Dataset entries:
BEGIN

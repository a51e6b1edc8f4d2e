use std::fmt;

use serde::{Deserialize, Serialize};
use url::Url;

#[derive(Debug, Clone, PartialEq, Eq, Hash, Serialize, Deserialize)]
#[serde(transparent)]
pub struct VideoId(String);

impl VideoId {
    pub fn new(id: impl Into<String>) -> Self {
        Self(id.into())
    }

    pub fn as_str(&self) -> &str {
        &self.0
    }

    /// Extract the video identity from a page URL.
    ///
    /// Returns `None` for anything that isn't a single-video page, which is how
    /// navigation away from a watch page is detected.
    pub fn from_url(raw: &str) -> Option<Self> {
        let url = Url::parse(raw).ok()?;
        let host = url.host_str()?.trim_start_matches("www.").trim_start_matches("m.");

        let candidate = match host {
            "youtu.be" => url.path_segments()?.next().map(str::to_string),
            "youtube.com" | "youtube-nocookie.com" | "music.youtube.com" => {
                let mut segments = url.path_segments()?;
                match segments.next() {
                    Some("watch") => url
                        .query_pairs()
                        .find(|(key, _)| key == "v")
                        .map(|(_, value)| value.into_owned()),
                    Some("shorts") | Some("embed") | Some("live") => {
                        segments.next().map(str::to_string)
                    }
                    _ => None,
                }
            }
            _ => None,
        }?;

        let candidate = candidate.trim();
        if candidate.is_empty()
            || !candidate
                .chars()
                .all(|c| c.is_ascii_alphanumeric() || c == '-' || c == '_')
        {
            return None;
        }

        Some(Self(candidate.to_string()))
    }
}

impl fmt::Display for VideoId {
    fn fmt(&self, f: &mut fmt::Formatter<'_>) -> fmt::Result {
        f.write_str(&self.0)
    }
}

END

Write out the data again, exactly and in full.

repository a51e6b1edc8f4d2e
use std::fmt;

use serde::{Deserialize, Serialize};
use url::Url;

#[derive(Debug, Clone, PartialEq, Eq, Hash, Serialize, Deserialize)]
#[serde(transparent)]
pub struct VideoId(String);

impl VideoId {
    pub fn new(id: impl Into<String>) -> Self {
        Self(id.into())
    }

    pub fn as_str(&self) -> &str {
        &self.0
    }

    /// Extract the video identity from a page URL.
    ///
    /// Returns `None` for anything that isn't a single-video page, which is how
    /// navigation away from a watch page is detected.
    pub fn from_url(raw: &str) -> Option<Self> {
        let url = Url::parse(raw).ok()?;
        let host = url.host_str()?.trim_start_matches("www.").trim_start_matches("m.");

        let candidate = match host {
            "youtu.be" => url.path_segments()?.next().map(str::to_string),
            "youtube.com" | "youtube-nocookie.com" | "music.youtube.com" => {
                let mut segments = url.path_segments()?;
                match segments.next() {
                    Some("watch") => url
                        .query_pairs()
                        .find(|(key, _)| key == "v")
                        .map(|(_, value)| value.into_owned()),
                    Some("shorts") | Some("embed") | Some("live") => {
                        segments.next().map(str::to_string)
                    }
                    _ => None,
                }
            }
            _ => None,
        }?;

        let candidate = candidate.trim();
        if candidate.is_empty()
            || !candidate
                .chars()
                .all(|c| c.is_ascii_alphanumeric() || c == '-' || c == '_')
        {
            return None;
        }

        Some(Self(candidate.to_string()))
    }
}

impl fmt::Display for VideoId {
    fn fmt(&self, f: &mut fmt::Formatter<'_>) -> fmt::Result {
        f.write_str(&self.0)
    }
}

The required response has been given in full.